No me gusta el señor Gustavo Petro; le tengo miedo. Me hace pensar en ideologías que ya está probado que destruyen los países. Es hábil, como pocos. Paciente. Sabe que puede llegar a ser presidente si espera con calma. Quizá lo logre.
Lo que me aterra es que el Petrismo existía incluso antes de que el ser humano llamado Gustavo Petro. Él simplemente logró captar, entender, ese sentimiento, y la capitalizó, se lo supo apropiar. Petro fue un catalizador del petrismo.
El petrismo lo quisiera definir como ese movimiento, esa ideología, ese sentimiento que muchos tienen, en especial los niños, de que se merecen algo por el simple hecho de otros lo tienen. Es una mezcla de envida, con rabia, un tris de burla, y un disfraz de justicia distributiva llevada al extremo.
Yo fui Petrista, furibundo, cuando el niño del curso más adelante en el colegio llevó carro. Se lo habían regalado los papás, y él ya podía manejar, pero yo no. Él tenía 16 o 17 años, yo 14 o 15.
Armé en ese momento una muy sólida argumentación de por qué el colegio debía prohibir que los alumnos llevaran carro; eché mano de argumentos como la necesidad de compartir tiempo en la ruta escolar, y que era un poco show off, un poco vistoso, que los alumnos llevaran vehículos. Incluso hablé de los peligros y la inseguridad que una persona, sola, viajara en un carro.
Pero la verdad hay que decirla: Tenia envía. Mucha. Y me valí de argumentos más o menos buenos, para vender la idea de que yo estaba en lo correcto, mientras que el que llevaba el carro estaba en lo incorrecto.

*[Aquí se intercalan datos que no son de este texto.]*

//! Tracing subscriber setup.

use federal_error::{ConfigError, FederalResult};
use tracing_subscriber::{EnvFilter, Layer, layer::SubscriberExt, util::SubscriberInitExt};

/// Install the global subscriber.
///
/// `RUST_LOG` wins when set; otherwise the level is `info`, or `debug` with
/// `verbose`.
pub fn init_logging(verbose: bool, json_logs: bool) -> FederalResult<()> {
    let fallback = if verbose { "debug" } else { "info" };
    let env_filter = EnvFilter::try_from_default_env()
        .or_else(|_| EnvFilter::try_new(fallback))
        .map_err(|e| ConfigError::new(format!("Invalid log filter: {}", e)))?;

    let fmt_layer = if json_logs {
        tracing_subscriber::fmt::layer()
            .json()
            .with_target(true)
            .with_level(true)
            .boxed()
    } else {
        tracing_subscriber::fmt::layer()
            .with_target(false)
            .with_level(true)
            .boxed()
    };

    tracing_subscriber::registry()
        .with(env_filter)
        .with(fmt_layer)
        .try_init()
        .map_err(|e| ConfigError::new(format!("Failed to install log subscriber: {}", e)))?;
    Ok(())
}
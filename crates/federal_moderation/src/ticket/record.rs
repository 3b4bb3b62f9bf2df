use crate::ids::{ChannelId, UserId};
use chrono::{DateTime, FixedOffset, Offset, Utc};
use serde::{Deserialize, Serialize};
use strum::{EnumIter, EnumString, IntoStaticStr};

const BRASILIA_OFFSET_SECS: i32 = 3 * 3600;

/// Support request category.
#[derive(
    Debug,
    Clone,
    Copy,
    PartialEq,
    Eq,
    Hash,
    Serialize,
    Deserialize,
    EnumIter,
    EnumString,
    IntoStaticStr,
    strum::Display,
)]
#[serde(rename_all = "kebab-case")]
#[strum(serialize_all = "kebab-case")]
pub enum TicketCategory {
    /// General questions and support
    SuporteGeral,
    /// Bug reports
    Bugs,
    /// Promotions
    Upamentos,
    /// Reports against members
    DenunciaMembros,
}

impl TicketCategory {
    /// Kebab-case tag.
    pub fn tag(self) -> &'static str {
        self.into()
    }

    /// Human label derived from the tag.
    pub fn label(self) -> String {
        format_label(self.tag())
    }

    /// One-line description shown in the desk menu.
    pub fn description(self) -> &'static str {
        match self {
            Self::SuporteGeral => "Esclareça dúvidas e solicite suporte",
            Self::Bugs => "Reporte Bugs ou problemas com o BOT",
            Self::Upamentos => "Informe-se sobre upamentos",
            Self::DenunciaMembros => "Denuncie membros da corporação",
        }
    }
}

/// Split on `-` and capitalise every segment: `suporte-geral` → `Suporte Geral`.
pub fn format_label(tag: &str) -> String {
    tag.split('-')
        .map(|word| {
            let mut chars = word.chars();
            match chars.next() {
                Some(first) => first.to_uppercase().chain(chars).collect(),
                None => String::new(),
            }
        })
        .collect::<Vec<_>>()
        .join(" ")
}

/// One captured message.
#[derive(Debug, Clone, PartialEq, Eq, Serialize, Deserialize)]
pub struct TranscriptEntry {
    /// Author tag
    pub author: String,
    /// Message text
    pub content: String,
    /// Post time
    #[serde(with = "chrono::serde::ts_milliseconds")]
    pub timestamp: DateTime<Utc>,
}

/// An open support conversation, keyed by its channel.
#[derive(Debug, Clone, PartialEq, Eq, Serialize, Deserialize)]
#[serde(rename_all = "camelCase")]
pub struct Ticket {
    /// Backing channel
    pub channel_id: ChannelId,
    /// Member who opened it
    pub owner_id: UserId,
    /// Category
    #[serde(rename = "type")]
    pub category: TicketCategory,
    /// Reason given on opening
    pub reason: String,
    /// Opening time
    pub created_at: DateTime<Utc>,
    /// Append-only message log
    #[serde(default)]
    pub transcript: Vec<TranscriptEntry>,
}

fn brasilia() -> FixedOffset {
    FixedOffset::west_opt(BRASILIA_OFFSET_SECS).unwrap_or_else(|| Utc.fix())
}

/// `dd/mm/yyyy HH:MM:SS` in Brasília time.
pub fn format_timestamp(at: DateTime<Utc>) -> String {
    at.with_timezone(&brasilia())
        .format("%d/%m/%Y %H:%M:%S")
        .to_string()
}

/// `dd/mm/yyyy` in Brasília time.
pub fn format_date(at: DateTime<Utc>) -> String {
    at.with_timezone(&brasilia()).format("%d/%m/%Y").to_string()
}

impl Ticket {
    /// Flat text rendering, one `[time] author: content` line per message.
    pub fn render_transcript(&self) -> String {
        self.transcript
            .iter()
            .map(|e| format!("[{}] {}: {}", format_timestamp(e.timestamp), e.author, e.content))
            .collect::<Vec<_>>()
            .join("\n")
    }
}

#[cfg(test)]
mod tests {
    use super::*;
    use strum::IntoEnumIterator;

    #[test]
    fn test_labels() {
        assert_eq!(format_label("suporte-geral"), "Suporte Geral");
        assert_eq!(format_label("bugs"), "Bugs");
        assert_eq!(TicketCategory::DenunciaMembros.label(), "Denuncia Membros");
    }

    #[test]
    fn test_tags_parse_back() {
        for category in TicketCategory::iter() {
            assert_eq!(category.tag().parse::<TicketCategory>().unwrap(), category);
        }
        assert!("vendas".parse::<TicketCategory>().is_err());
    }

    #[test]
    fn test_transcript_lines() {
        let at = DateTime::parse_from_rfc3339("2025-08-02T15:04:05Z")
            .unwrap()
            .with_timezone(&Utc);
        let ticket = Ticket {
            channel_id: ChannelId::from(1),
            owner_id: UserId::from(2),
            category: TicketCategory::Bugs,
            reason: "r".to_string(),
            created_at: at,
            transcript: vec![
                TranscriptEntry {
                    author: "ana".to_string(),
                    content: "oi".to_string(),
                    timestamp: at,
                },
                TranscriptEntry {
                    author: "beto".to_string(),
                    content: "olá".to_string(),
                    timestamp: at,
                },
            ],
        };
        assert_eq!(
            ticket.render_transcript(),
            "[02/08/2025 12:04:05] ana: oi\n[02/08/2025 12:04:05] beto: olá"
        );
    }

    #[test]
    fn test_reads_legacy_ticket() {
        let json = r#"{
            "channelId": "55",
            "ownerId": "66",
            "type": "suporte-geral",
            "reason": "Dúvida",
            "createdAt": "2025-08-02T15:04:05.123Z",
            "transcript": [{"author": "ana", "content": "oi", "timestamp": 1754147045123}]
        }"#;
        let ticket: Ticket = serde_json::from_str(json).unwrap();
        assert_eq!(ticket.category, TicketCategory::SuporteGeral);
        assert_eq!(ticket.transcript.len(), 1);
    }
}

Así es el petrismo.
Ante la incapacidad de reconocer la debilidad, o las condiciones de inferioridad que, por mala suerte nos tocan, decidimos lanzarle piedra al otro; pero es un ataque simulado, tiene vestimenta de justicia.
Miren ustedes los argumentos del petrismo y siempre tienen ese trasfondo: hay que quitarle al que tiene, pero no porque el necesitado lo envidie, sino porque el que tiene representa algo malo, algo indeseable; y entonces, el necesitado camufla su envidia, y muta a ser un paladín de la justicia.
Fue el petrismo el que logró, habilidosamente, traer el discurso ya superado de ricos malos contra pobres buenos.
Es la reedición de las fábulas: La del águila y el conejo: El conejo, que no puede volar, envidia al águila, pero no reconoce su envidia, y entonces decide maldecirla, y odiarla, y concluye que volar está mal, y que nadie debería volar. O la de las uvas verdes: Quiero comerlas, pero como no alcanzo el encumbrado racimo, concluyo que las uvas, otrora suculentas y deliciosas, ya están verdes y no ameritan el esfuerzo.
Todos hemos sido y somos petristas cuando con celos y envida vemos al que sí pudo. Y ahí está el éxito de Gustavo Petro. Sino, que lo digan los 8 millones de votantes.